I’ve worked in politics for over a decade, and even I tired of 90 minutes with these people. I’ve also lived through the past year, and I don’t find much of it funny.
“The Parisian Woman” takes place today. Or yesterday. Or maybe even tomorrow. In the opening minutes, there are references to Hurricane Maria and the tax reform bill currently under debate in the U.S. Senate. Jokes about President Trump pepper the script, as do references to “Steve” (Bannon) and “Kelly” (White House Chief of Staff General John Kelly).
Uma Thurman makes her Broadway debut in this star vehicle, playing Chloe. She is not in fact French, as the title might suggest, but rather a D.C. housewife who fills her time with mechanical charity work, trashy vampire novels, scene-y dinner parties, tawdry gossip, and hot affairs. Notwithstanding her stated disinterest in politics, Chloe is a smart and shrewd manipulator who plays the game as good as or even better than the pros—and always gets what she wants.
[It’s difficult to explain the plot without giving away too much, so skip the next paragraph if you don’t want spoilers.]
Her husband, Tom (Josh Lucas), is a successful tax attorney angling for a Trump Administration appointment to the 4th Circuit Court of Appeals, despite his lack of judicial experience (if ever there was an administration where experience didn’t matter). Her not-so-secret boyfriend, Peter (Marton Csokas), is a high-powered businessman who wields his considerable cash for political influence and counts both Trump and Clinton as friends. Her newest acquaintance, Jeanette (Blair Brown), is a Republican fundraising doyenne who has just been nominated Chair of the Federal Reserve. And her secret girlfriend, Rebecca (Phillipa Soo), is a 25-year-old graduate of Princeton and Harvard Law about to embark on a promising political career; she also has a boyfriend, is Jeanette’s daughter, and is a Democrat.

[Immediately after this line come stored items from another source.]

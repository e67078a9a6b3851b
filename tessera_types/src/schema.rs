//! # Schema trees
//!
//! A [`Schema`] describes the shape of one value, in the vocabulary of JSON schema
//! plus a `btype` that picks the binary strategy:
//!
//! ```text
//! {
//!     "$id": "Person",
//!     "type": "object",
//!     "btype": "map",
//!     "properties": {
//!         "tag":     { "type": "integer", "btype": "uint8", "default": 1 },
//!         "name":    { "type": "string", "maxLength": 10 },
//!         "friends": { "type": "array", "btype": "vector", "items": { "$ref": "Person" } }
//!     },
//!     "required": ["tag", "name"]
//! }
//! ```
//!
//! Schemas are trusted inputs. Nothing here checks a value against a schema.

use crate::Datum;
use anyhow::Result;
use indexmap::IndexMap;
use serde::{Deserialize, Serialize};

mod kind;

pub use kind::*;

#[derive(Serialize, Deserialize, PartialEq, Clone, Debug, Default)]
#[serde(rename_all = "camelCase")]
pub struct Schema {
    #[serde(rename = "$id", default, skip_serializing_if = "Option::is_none")]
    pub id: Option<String>,

    #[serde(rename = "$ref", default, skip_serializing_if = "Option::is_none")]
    pub reference: Option<String>,

    #[serde(rename = "type", default, skip_serializing_if = "Option::is_none")]
    pub kind: Option<SchemaKind>,

    #[serde(default, skip_serializing_if = "Option::is_none")]
    pub btype: Option<BinaryKind>,

    /// Record fields, in declaration order. The order decides the layout.
    #[serde(default, skip_serializing_if = "IndexMap::is_empty")]
    pub properties: IndexMap<String, Schema>,

    #[serde(default, skip_serializing_if = "Option::is_none")]
    pub items: Option<Box<Schema>>,

    #[serde(default, skip_serializing_if = "Vec::is_empty")]
    pub required: Vec<String>,

    #[serde(default, skip_serializing_if = "Option::is_none")]
    pub max_length: Option<usize>,

    #[serde(default, skip_serializing_if = "Option::is_none")]
    pub max_items: Option<usize>,

    /// Key schema of a dict.
    #[serde(default, skip_serializing_if = "Option::is_none")]
    pub property_names: Option<Box<Schema>>,

    /// Value schema of a dict.
    #[serde(default, skip_serializing_if = "Option::is_none")]
    pub additional_properties: Option<Box<Schema>>,

    #[serde(default, skip_serializing_if = "Option::is_none")]
    pub default: Option<serde_json::Value>,
}

/* Parsing. */
impl Schema {
    pub fn from_json(json: serde_json::Value) -> Result<Self> {
        let schema = serde_json::from_value(json)?;
        Ok(schema)
    }

    pub fn from_json_str(s: &str) -> Result<Self> {
        let schema = serde_json::from_str(s)?;
        Ok(schema)
    }
}

/* Shorthand constructors. */
impl Schema {
    pub fn of_kind(kind: SchemaKind) -> Self {
        Self {
            kind: Some(kind),
            ..Self::default()
        }
    }

    pub fn scalar(kind: SchemaKind, btype: BinaryKind) -> Self {
        Self {
            kind: Some(kind),
            btype: Some(btype),
            ..Self::default()
        }
    }

    pub fn string(max_length: usize) -> Self {
        Self {
            kind: Some(SchemaKind::String),
            max_length: Some(max_length),
            ..Self::default()
        }
    }

    pub fn reference(id: impl Into<String>) -> Self {
        Self {
            reference: Some(id.into()),
            ..Self::default()
        }
    }

    pub fn with_default(mut self, default: serde_json::Value) -> Self {
        self.default = Some(default);
        self
    }
}

/* Queries used by the compiler. */
impl Schema {
    /// Whether this node is a record: an object of any flavor.
    pub fn is_record(&self) -> bool {
        self.kind == Some(SchemaKind::Object)
    }

    pub fn is_required(&self, field_name: &str) -> bool {
        self.required.iter().any(|name| name == field_name)
    }

    pub fn default_datum(&self) -> Option<Datum> {
        self.default.as_ref().map(Datum::from)
    }

    /// The children of this node that the layout depends on, in declaration order.
    pub fn children(&self) -> impl Iterator<Item = &Schema> {
        self.properties
            .values()
            .chain(self.items.as_deref())
            .chain(self.property_names.as_deref())
            .chain(self.additional_properties.as_deref())
    }
}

The fate of these friends, lovers, and enemies intertwine with their politics and their own power-oriented machinations across five scenes and 90 minutes.
“The Parisian Woman” had its premiere in 2013 at South Coast Repertory in Costa Mesa, California. Inspired by the somewhat obscure French comedic play “La Parisienne” (1885) by Henry Becque, the version now on Broadway has been extensively re-written, such that “it’s a different play” according to the playwright, and one very much in response “to the present moment”. In fact, word on the street is that Mr. Willimon plans to change the play’s references as current events unfold during the run. Sounds fun for audiences, and not so fun for the actors.
I did not see and I have not read the play that premiered in 2013, but I have no doubt that the decision to re-work it and to set it so firmly in 2017 cheapens the dramatic and political resonance it might otherwise possess. The experience of seeing this play reminded me of watching Oliver Stone’s “W.” (2008) while George W. Bush was still president. In brief: too soon, man.
Imagine everything you hate about politics—the dysfunction, the elitism, the phoniness, and the games—distill it to a five-character stage play, and you’ve got “The Parisian Woman”. What’s more, imagine everything you hate about this political moment, and put it on stage. Yep.
There is something oddly satisfying about observing a New York theatre audience slowly realize it is watching a play about a bunch of Trump-era Republicans and Republican sympathizers. Maybe my own politics irredeemably color my view, but the characters in this play are unremarkable and uninteresting, morally stained, and, for the most part, off-putting and unbelievable.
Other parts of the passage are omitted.